5 posts tagged “cohere”
2025
Introducing Command A: Max performance, minimal compute (via) New LLM release from Cohere. It's interesting to see which aspects of the model they're highlighting, as an indicator of what their commercial customers value the most (highlights mine):
Command A delivers maximum performance with minimal hardware costs when compared to leading proprietary and open-weights models, such as GPT-4o and DeepSeek-V3. For private deployments, Command A excels on business-critical agentic and multilingual tasks, while being deployable on just two GPUs, compared to other models that typically require as many as 32. [...]
With a serving footprint of just two A100s or H100s, it requires far less compute than other comparable models on the market. This is especially important for private deployments. [...]
Its 256k context length (2x most leading models) can handle much longer enterprise documents. Other key features include Cohere’s advanced retrieval-augmented generation (RAG) with verifiable citations, agentic tool use, enterprise-grade security, and strong multilingual performance.
It's open weights but very much not open source - the license is Creative Commons Attribution Non-Commercial and also requires adhering to their Acceptable Use Policy.
Cohere offer it for commercial use via "contact us" pricing or through their API. I released llm-command-r 0.3 adding support for this new model, plus their smaller and faster Command R7B (released in December) and support for structured outputs via LLM schemas.
(I found a weird bug with their schema support where schemas that end in an integer output a seemingly limitless integer - in my experiments it affected Command R and the new Command A but not Command R7B.)
2024
Command R+ now ranked 6th on the LMSYS Chatbot Arena. The LMSYS Chatbot Arena Leaderboard is one of the most interesting approaches to evaluating LLMs because it captures their ever-elusive “vibes”—it works by users voting on the best responses to prompts from two initially hidden models
Big news today is that Command R+—the brand new open weights model (Creative Commons non-commercial) by Cohere—is now the highest ranked non-proprietary model, in at position six and beating one of the GPT-4s.

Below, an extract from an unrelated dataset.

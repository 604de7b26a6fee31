#![forbid(unsafe_code)]

//! Core: geometric primitives shared by the dockline layout engine.

pub mod geometry;

pub use geometry::{Orientation, Point, Rect, Size};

(Linking to my screenshot on Mastodon.)
llm-command-r. Cohere released Command R Plus today—an open weights (non commercial/research only) 104 billion parameter LLM, a big step up from their previous 35 billion Command R model.
Both models are fine-tuned for both tool use and RAG. The commercial API has features to expose this functionality, including a web-search connector which lets the model run web searches as part of answering the prompt and return documents and citations as part of the JSON response.
I released a new plugin for my LLM command line tool this morning adding support for the Command R models.
In addition to the two models it also adds a custom command for running prompts with web search enabled and listing the referenced documents.
Cohere int8 & binary Embeddings—Scale Your Vector Database to Large Datasets (via) Jo Kristian Bergum told me “The accuracy retention [of binary embedding vectors] is sensitive to whether the model has been using this binarization as part of the loss function.”
Cohere provide an API for embeddings, and last week added support for returning binary vectors specifically tuned in this way.
250M embeddings (Cohere provide a downloadable dataset of 250M embedded documents from Wikipedia) at float32 (4 bytes) is 954GB.
Cohere claim that reducing to 1 bit per dimension knocks that down to 30 GB (954/32) while keeping “90-98% of the original search quality”.
Aya (via) “A global initiative led by Cohere For AI involving over 3,000 independent researchers across 119 countries. Aya is a state-of-art model and dataset, pushing the boundaries of multilingual AI for 101 languages through open science.”
Both the model and the training data are released under Apache 2. The training data looks particularly interesting: “513 million instances through templating and translating existing datasets across 114 languages”—suggesting the data is mostly automatically generated.